とまあ、守備についてつらつら恨み言を並べてみたが、本当の問題は90分で1点しか取れなかった攻撃にある。この試合の浦和は、せっかくソウルに対して中盤支配で上回り、バイタルで何度も良い形で縦パスを受けながら、結局そこから攻撃がスローダウンしてしまってクロスがことごとく相手に引っかかって得点にならなかった。李が得点した2つのシーンでは、ちゃんとスピードに乗った攻めでシュートまで持って行ったのだから、何故それが最初から出来なかったのだろうか。

その大きな要因は、やはりパススピード。特にソウルの場合は、浦和がサイドチェンジから攻撃の基点を作ることを警戒して、ワイドに張る関根と宇賀神、後半は梅崎と駒井に素早くマークを付けて来た。ここで彼らがドリブルでマークを突破できれば良いのだが、当然そんなスピードはないので結局パスを返すか無理なドリブルやクロスが引っかかるオチになってしまう。それを回避するには、もっと速いパスをサイドに送って、相手のマークが来る前に先手を取る必要があったのだ。

現在行われているトゥーロンでのポルトガル戦で相手が決めた得点も、物凄いスピードの縦パスをダイレクトで落とした形からのシュートであり、日本は全くそれに予測も反応も出来なかった。世界レベルでは、「受け手に優しいパス」なんてのはせいぜいラストパスに求められるぐらいで、ほとんどシュートのような鬼パスを普通にトラップして繋げて行かないと相手にならないのである。逆にU-23日本は、速いパスで展開できないため相手のマークを剥がせず、南野のスピードが全く活きてこない。

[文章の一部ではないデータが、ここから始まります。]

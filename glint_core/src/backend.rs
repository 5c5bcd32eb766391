// Copyright 2026 the Glint Authors
// SPDX-License-Identifier: Apache-2.0 OR MIT

//! Backend contract for platform integrations.
//!
//! Glint splits platform-specific work into *backend* crates. Each backend
//! provides the following pieces:
//!
//! - **Signal sources**: Listeners for scroll, pointer, click, key, input,
//!   and submit events that translate platform events into
//!   [`Signal`](crate::registry::Signal) values and hand them to
//!   [`Page::dispatch`](crate::page::Page::dispatch). Setup differs per
//!   platform, so this is not abstracted by a trait.
//!
//! - **Time**: a `now() -> HostTime` free function reading the platform's
//!   monotonic clock.
//!
//! - **Pump**: One platform timer armed for
//!   [`Page::next_deadline`](crate::page::Page::next_deadline) and one
//!   animation-frame callback while
//!   [`Page::wants_frame`](crate::page::Page::wants_frame) is true.
//!
//! - **Observation**: One visibility primitive per watcher, reporting
//!   [`ObservationEntry`](crate::visibility::ObservationEntry) batches.
//!
//! - **Layout**: Implements [`Layout`] so handlers can read element boxes.
//!
//! - **Presenter**: Implements [`Presenter`] to apply element changes to a
//!   platform-native tree (DOM elements in browsers).
//!
//! # Crate boundaries
//!
//! `glint_core` owns the element model, scheduling, the page state machines,
//! and this contract module. Backend crates depend on `glint_core` and
//! provide platform glue.

use kurbo::Rect;

use crate::element::{ElementChanges, ElementId, ElementStore};

/// Applies evaluated element changes to a platform-native tree.
///
/// # Event loop pseudocode
///
/// ```rust,ignore
/// fn on_event(signal: Signal) {
///     let response = page.dispatch(signal, now(), &layout, &mut tracer);
///     apply_response(response);
///
///     let changes = page.evaluate();
///     presenter.apply(page.store(), &changes);
///     rearm_timer(page.next_deadline());
/// }
/// ```
pub trait Presenter {
    /// Applies `changes`, reading current values from `store` as needed.
    fn apply(&mut self, store: &ElementStore, changes: &ElementChanges);
}

/// Read access to laid-out element geometry.
///
/// Returning `None` means the element is not rendered; callers skip it.
pub trait Layout {
    /// The element's border box relative to the viewport.
    fn client_rect(&self, element: ElementId) -> Option<Rect>;

    /// Current vertical document scroll offset.
    fn scroll_y(&self) -> f64;

    /// The element's border box relative to the document.
    fn document_rect(&self, element: ElementId) -> Option<Rect> {
        let scroll_y = self.scroll_y();
        self.client_rect(element)
            .map(|r| Rect::new(r.x0, r.y0 + scroll_y, r.x1, r.y1 + scroll_y))
    }
}

/// A [`Layout`] with no rendered elements.
#[derive(Clone, Copy, Debug, Default)]
pub struct NoLayout;

impl Layout for NoLayout {
    fn client_rect(&self, element: ElementId) -> Option<Rect> {
        _ = element;
        None
    }

    fn scroll_y(&self) -> f64 {
        0.0
    }
}

#[cfg(test)]
mod tests {
    use alloc::vec::Vec;

    use super::*;
    use crate::element::Class;

    #[derive(Default)]
    struct RecordingPresenter {
        applied: Vec<ElementChanges>,
    }

    impl Presenter for RecordingPresenter {
        fn apply(&mut self, store: &ElementStore, changes: &ElementChanges) {
            _ = store;
            self.applied.push(changes.clone());
        }
    }

    struct Fixed(f64);

    impl Layout for Fixed {
        fn client_rect(&self, element: ElementId) -> Option<Rect> {
            (element.index() == 0).then_some(Rect::new(0.0, 40.0, 100.0, 90.0))
        }

        fn scroll_y(&self) -> f64 {
            self.0
        }
    }

    #[test]
    fn document_rect_adds_scroll_offset() {
        let layout = Fixed(1200.0);
        assert_eq!(
            layout.document_rect(ElementId::from_index(0)),
            Some(Rect::new(0.0, 1240.0, 100.0, 1290.0))
        );
        assert_eq!(layout.document_rect(ElementId::from_index(1)), None);
        assert_eq!(NoLayout.client_rect(ElementId::from_index(0)), None);
    }

    #[test]
    fn presenter_sees_only_real_changes() {
        let mut store = ElementStore::new();
        let nav = store.register("navbar");
        let mut presenter = RecordingPresenter::default();

        store.set_class(nav, Class::Scrolled, true);
        let changes = store.evaluate();
        presenter.apply(&store, &changes);

        // Rewriting the same state marks nothing.
        store.set_class(nav, Class::Scrolled, true);
        let changes = store.evaluate();
        presenter.apply(&store, &changes);

        assert_eq!(presenter.applied[0].classes, [0]);
        assert!(presenter.applied[1].is_empty());
    }
}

もう15年も前に、中田英寿が出すサイドへの”鬼パス”が良く話題になっていたが、どちらかと言うとそれが正しいというよりチームメイトに対するいじめ的に揶揄されていたような記憶がある。当時の中田が悪者扱いされるのを承知のうえで出していた鬼パスの教訓を、日本は未だに引きずったままなんだなあと痛感してしまうのである。